Tuesday, September 10, 2002
SCOOTER

You know what we need right now? Less Beatles/Stones/Roses tribute bands…and more KLF tribute bands! If one is to venerate the past then try to venerate a part of it which isn’t already overcrowded with chasers of a long-gone ambulance. And because I can only assess through my own perspective, I am justified in saying that Push The Beat For This Jam: The Singles ‘94-’02, a compilation of hits by German stadium house operatives Scooter, is a far worthier, far more stimulating, ultimately far more compassionate companion than the collected works of Bob Dylan. For me. To me. It sings to me because it sings to too few others. Or other lovers of music and movement who are sufficiently wise not to analyse and know that movement counts above all else.

Their formula has scarcely changed in the last eight years; they are reliable but always fresh because no one else is doing it. There is no ZZ Top to nullify their Status Quo. Roaring crowd sounds, blissfully obvious fast beats, and a German toastmaster/ringmaster who can sound almost like Shaun Ryder if you squint your ear enough.
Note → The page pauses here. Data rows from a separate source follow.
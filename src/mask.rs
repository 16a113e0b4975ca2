use image::RgbaImage;

use crate::geometry::Polygon;

/// Binary coverage grid in canvas pixels. Reads outside the grid are clear.
#[derive(Debug, Clone, PartialEq, Eq)]
pub struct Mask {
    width: u32,
    height: u32,
    bits: Vec<bool>,
}

impl Mask {
    pub fn new(width: u32, height: u32) -> Self {
        Self {
            width,
            height,
            bits: vec![false; width as usize * height as usize],
        }
    }

    /// Opaque where alpha >= `threshold`.
    pub fn from_alpha(img: &RgbaImage, threshold: u8) -> Self {
        let bits = img.pixels().map(|p| p.0[3] >= threshold).collect();
        Self {
            width: img.width(),
            height: img.height(),
            bits,
        }
    }

    /// Pixel-centre, even-odd fill of polygon rings.
    pub fn from_polygons<'a>(
        width: u32,
        height: u32,
        polygons: impl IntoIterator<Item = &'a Polygon>,
    ) -> Self {
        let mut mask = Mask::new(width, height);
        let rings: Vec<&[crate::geometry::Point]> = polygons
            .into_iter()
            .flat_map(|poly| poly.rings())
            .map(|ring| ring.points())
            .collect();
        let mut crossings: Vec<f64> = Vec::new();
        for y in 0..height {
            let sy = y as f64 + 0.5;
            crossings.clear();
            for ring in &rings {
                for edge in ring.windows(2) {
                    let (a, b) = (edge[0], edge[1]);
                    let (ay, by) = (a.y as f64, b.y as f64);
                    if (ay <= sy) == (by <= sy) {
                        continue;
                    }
                    let t = (sy - ay) / (by - ay);
                    crossings.push(a.x as f64 + t * (b.x as f64 - a.x as f64));
                }
            }
            crossings.sort_by(|a, b| a.total_cmp(b));
            for pair in crossings.chunks_exact(2) {
                // centres x + 0.5 inside [pair0, pair1)
                let start = (pair[0] - 0.5).ceil().max(0.0) as i64;
                let end = (pair[1] - 0.5).ceil().min(width as f64) as i64;
                for x in start..end {
                    let idx = mask.index(x as u32, y);
                    mask.bits[idx] = !mask.bits[idx];
                }
            }
        }
        mask
    }

    pub fn width(&self) -> u32 {
        self.width
    }

    pub fn height(&self) -> u32 {
        self.height
    }

    fn index(&self, x: u32, y: u32) -> usize {
        y as usize * self.width as usize + x as usize
    }

    pub fn get(&self, x: i64, y: i64) -> bool {
        if x < 0 || y < 0 || x >= self.width as i64 || y >= self.height as i64 {
            return false;
        }
        self.bits[self.index(x as u32, y as u32)]
    }

    pub fn set(&mut self, x: u32, y: u32, value: bool) {
        if x < self.width && y < self.height {
            let idx = self.index(x, y);
            self.bits[idx] = value;
        }
    }

    pub fn count(&self) -> usize {
        self.bits.iter().filter(|b| **b).count()
    }

    pub fn is_empty(&self) -> bool {
        !self.bits.iter().any(|b| *b)
    }

    pub fn union_with(&mut self, other: &Mask) {
        for (a, b) in self.bits.iter_mut().zip(&other.bits) {
            *a |= *b;
        }
    }

    pub fn subtract(&mut self, other: &Mask) {
        for (a, b) in self.bits.iter_mut().zip(&other.bits) {
            *a &= !*b;
        }
    }

    /// Grows coverage by a Euclidean disk of `radius` pixels.
    pub fn dilate(&self, radius: u32) -> Mask {
        if radius == 0 {
            return self.clone();
        }
        let limit = disk_limit(radius);
        let dist = squared_distance_to(self.width, self.height, 0, |x, y| self.get(x, y));
        let bits = dist.iter().map(|d| *d <= limit).collect();
        Mask {
            width: self.width,
            height: self.height,
            bits,
        }
    }

    /// Shrinks coverage by a Euclidean disk; pixels beyond the edge count
    /// as clear.
    pub fn erode(&self, radius: u32) -> Mask {
        if radius == 0 {
            return self.clone();
        }
        let limit = disk_limit(radius);
        let dist = squared_distance_to(self.width, self.height, 1, |x, y| !self.get(x, y));
        let bits = self
            .bits
            .iter()
            .zip(&dist)
            .map(|(on, d)| *on && *d > limit)
            .collect();
        Mask {
            width: self.width,
            height: self.height,
            bits,
        }
    }
}

/// Squared centre distance still inside an offset of `radius`. Boundaries sit
/// half a pixel from centres, hence (r + 0.5)^2 floored.
fn disk_limit(radius: u32) -> u64 {
    let r = radius as u64;
    r * r + r
}

const FAR: f64 = 1e18;

/// Exact squared Euclidean distance from every canvas pixel to the nearest
/// pixel where `source` holds, scanning `pad` extra pixels around the canvas.
fn squared_distance_to(
    width: u32,
    height: u32,
    pad: u32,
    source: impl Fn(i64, i64) -> bool,
) -> Vec<u64> {
    let pw = (width + pad * 2) as usize;
    let ph = (height + pad * 2) as usize;
    let mut grid = vec![FAR; pw * ph];
    for y in 0..ph {
        for x in 0..pw {
            if source(x as i64 - pad as i64, y as i64 - pad as i64) {
                grid[y * pw + x] = 0.0;
            }
        }
    }

    let mut f = vec![0.0; pw.max(ph)];
    let mut d = vec![0.0; pw.max(ph)];
    let mut v = vec![0usize; pw.max(ph)];
    let mut z = vec![0.0; pw.max(ph) + 1];
    for x in 0..pw {
        for y in 0..ph {
            f[y] = grid[y * pw + x];
        }
        lower_envelope(&f[..ph], &mut d[..ph], &mut v, &mut z);
        for y in 0..ph {
            grid[y * pw + x] = d[y];
        }
    }
    for y in 0..ph {
        f[..pw].copy_from_slice(&grid[y * pw..(y + 1) * pw]);
        lower_envelope(&f[..pw], &mut d[..pw], &mut v, &mut z);
        grid[y * pw..(y + 1) * pw].copy_from_slice(&d[..pw]);
    }

    let mut out = Vec::with_capacity(width as usize * height as usize);
    for y in 0..height as usize {
        for x in 0..width as usize {
            let value = grid[(y + pad as usize) * pw + x + pad as usize];
            out.push(if value >= FAR { u64::MAX } else { value as u64 });
        }
    }
    out
}

// Felzenszwalb & Huttenlocher 1-D squared distance pass.
fn lower_envelope(f: &[f64], d: &mut [f64], v: &mut [usize], z: &mut [f64]) {
    let n = f.len();
    if n == 0 {
        return;
    }
    let Some(first) = f.iter().position(|value| *value < FAR) else {
        d.fill(FAR);
        return;
    };
    let mut k = 0usize;
    v[0] = first;
    z[0] = f64::NEG_INFINITY;
    z[1] = f64::INFINITY;
    for q in first + 1..n {
        if f[q] >= FAR {
            continue;
        }
        let qf = q as f64;
        loop {
            let p = v[k] as f64;
            let s = ((f[q] + qf * qf) - (f[v[k]] + p * p)) / (2.0 * qf - 2.0 * p);
            // z[0] is -inf, so this never pops past the first parabola
            if s <= z[k] && k > 0 {
                k -= 1;
                continue;
            }
            k += 1;
            v[k] = q;
            z[k] = s;
            z[k + 1] = f64::INFINITY;
            break;
        }
    }
    k = 0;
    for (q, out) in d.iter_mut().enumerate().take(n) {
        let qf = q as f64;
        while z[k + 1] < qf {
            k += 1;
        }
        let p = v[k] as f64;
        *out = (qf - p) * (qf - p) + f[v[k]];
    }
}

#[cfg(test)]
mod tests {
    use super::*;
    use crate::geometry::Ring;

    fn rect_mask(w: u32, h: u32, x0: u32, y0: u32, x1: u32, y1: u32) -> Mask {
        let mut m = Mask::new(w, h);
        for y in y0..y1 {
            for x in x0..x1 {
                m.set(x, y, true);
            }
        }
        m
    }

    #[test]
    fn dilate_and_erode_move_straight_edges_by_radius() {
        let m = rect_mask(60, 60, 20, 20, 40, 40);
        let grown = m.dilate(6);
        assert!(grown.get(14, 30));
        assert!(!grown.get(13, 30));
        assert!(grown.get(45, 30));
        assert!(!grown.get(46, 30));

        let shrunk = m.erode(6);
        assert!(!shrunk.get(25, 30));
        assert!(shrunk.get(26, 30));
        assert!(shrunk.get(33, 30));
        assert!(!shrunk.get(34, 30));
    }

    #[test]
    fn erode_treats_outside_as_clear() {
        let m = rect_mask(20, 20, 0, 0, 20, 20);
        let shrunk = m.erode(3);
        assert!(!shrunk.get(2, 10));
        assert!(shrunk.get(3, 10));
        assert_eq!(shrunk.count(), 14 * 14);
    }

    #[test]
    fn erode_can_collapse_to_empty() {
        let m = rect_mask(30, 30, 10, 10, 18, 18);
        assert!(m.erode(6).is_empty());
    }

    #[test]
    fn dilated_corners_are_round() {
        let m = rect_mask(40, 40, 20, 20, 21, 21);
        let grown = m.dilate(6);
        // (6,0) offset is inside, (5,5) has d^2 = 50 > 42
        assert!(grown.get(26, 20));
        assert!(!grown.get(25, 25));
        assert!(grown.get(24, 24));
    }

    #[test]
    fn polygon_fill_respects_holes() {
        let outer = Ring::rectangle(2, 2, 12, 12);
        let hole = Ring::rectangle(5, 5, 8, 8).reversed();
        let poly = crate::geometry::Polygon::new(outer, vec![hole]);
        let m = Mask::from_polygons(16, 16, [&poly]);
        assert_eq!(m.count(), 100 - 9);
        assert!(m.get(2, 2));
        assert!(!m.get(12, 12));
        assert!(!m.get(6, 6));
    }
}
The opening track “Hyper Hyper” would coincide with Mike Skinner’s epiphany of the lazily swaying cornfields, except this is visceral rather than soothing (although the latter can never be ruled out; poignancy, intended or otherwise, is essential to all great Europop). A galaxy of DJs is saluted, out of whom only Carl Cox and Laurent Garnier appear still to be prospering.

The introduction to “Move Your Ass” is sublime – “Get off your shirts and wait for further instructions!…I’ve got one message for the next decade – MOVE! YOUR! ASS!!” A “Kick Out The Jams” for the generation succeeding me, suitably apolitical, yet in its wider implications paradoxically much more political. A 2 Unlimited-style stomp without the distracting cheese – and can we trace the history of the stomp in European pop through Joe Meek via Glam and Moroder, finally emerging into what we hear here? “It’s nice to be important, but it’s more important to be nice!” The MC (commonly known as “Dave from Sheffield”), who fittingly looks uncannily like Heinz, outlines his utopia.

After that it is predictable, true, but a predictability which entices rather than a predictability which simply bores or frustrates (the B Gillespie Academy of Proper Music). “Friends” marks the first appearance of another of their trademarks: the speeded-up vocal, determinedly asexual – sex has no real place in this music, celebration (of what?) is all. “Friends – we’ll be friends” the echo repeats to an impossibly jubilant major chord change suddenly dipping into warped mid-line synth bass and re-emerging triumphantly.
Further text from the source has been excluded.